The relationship between the U.S. and Russia isn't getting any better.
The two countries are introducing de facto travel restrictions for each other's citizens, a move Bloomberg described as “choking off the friendliest, most human channel of communication between” the two countries.
“It's the biggest step back into the Cold War era that the two governments have taken yet,” wrote Leonid Bershidsky, a Bloomberg View columnist.
The Bloomberg article comes on the heels of the State Department announcing it will no longer issue visas in Yekaterinburg, Vladivostok and St. Petersburg, Russia. The State Department’s decision to eliminate these visa processing centers was a response to Russia ordering substantial cuts to the U.S. diplomatic mission in the country.
Closure of the three visa processing centers is no small move. In 2016, Yekaterinburg, Vladivostok and St. Petersburg issued 46,243 visas combined, which is about a third of the turnover of the U.S. embassy in Moscow, now the only visa-issuing office remaining in the entire country, according to Bloomberg.
In other words, elimination of the three visa posts effectively ends all non-essential travel to the U.S. from rural Russian areas, as well as from St. Petersburg, the country’s second largest city. Most travelers will likely opt to visit somewhere other than the U.S., rather than travel to the capital for a consular interview.
READ MORE: US Slashes Visa Services in Russia
The changes on Russian soil aren’t the only recent measures taken by the U.S. In a further retaliatory move, the U.S. ordered Russia to close its San Francisco consulate. The closure will likely mean an end to all non-essential travel to Russia for people living on the West Coast.
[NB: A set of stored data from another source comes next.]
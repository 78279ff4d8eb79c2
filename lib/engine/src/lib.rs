//! # recsim Engine
//!
//! Query engine for the recsim recommendation engine.
//!
//! This crate ties the catalog store and the feature encoder together:
//!
//! - [`SimilarityIndex`] - all-pairs cosine matrix with an
//!   Empty/Built/Stale lifecycle and atomic snapshot replacement
//! - [`Recommender`] - top-N "products similar to X" queries over the
//!   active catalog
//!
//! ## Example
//!
//! ```rust
//! use recsim_core::Product;
//! use recsim_encode::FeatureSchema;
//! use recsim_engine::Recommender;
//!
//! let engine = Recommender::new(FeatureSchema::default()).unwrap();
//! engine.load(vec![
//!     Product::new("p1", "Espresso Machine")
//!         .with_category("Kitchen")
//!         .with_price(129.0)
//!         .with_rating(4.5),
//!     Product::new("p2", "Moka Pot")
//!         .with_category("Kitchen")
//!         .with_price(35.0)
//!         .with_rating(4.4),
//!     Product::new("p3", "Desk Lamp")
//!         .with_category("Office")
//!         .with_price(25.0)
//!         .with_rating(4.1),
//! ]).unwrap();
//!
//! let similar = engine.recommend("Espresso Machine", 2).unwrap();
//! assert_eq!(similar[0].product.name, "Moka Pot");
//! ```

pub mod index;
pub mod recommend;

pub use index::{IndexState, SimilarityIndex, SimilarityMatrix};
pub use recommend::{Recommendation, Recommender};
The escalating tit-for-tat also included the U.S. asking Russia to scale back its diplomatic presence in Washington and New York, according to Time.com. Russian was given just 48-hours to close the San Francisco consulate.
“The United States is prepared to take further action as necessary and as warranted," State Department spokeswoman Heather Nauert said. Still, she added that the U.S. hoped both countries could now move toward "improved relations" and "increased cooperation."
With relations between the countries unraveling, Bloomberg suggested limiting ordinary citizens from travel will only heighten mutual misunderstandings about each other and distortions of reality.
“It's just plain good sense to see that keeping casual travelers out of a country prevents people from forming an unmediated opinion of it. Stopping Russians who want to see the U.S. from doing it leaves them at the mercy of the Kremlin propaganda machine, which will be happy to tell them its own stories of life in the U.S.,” wrote Bershidsky.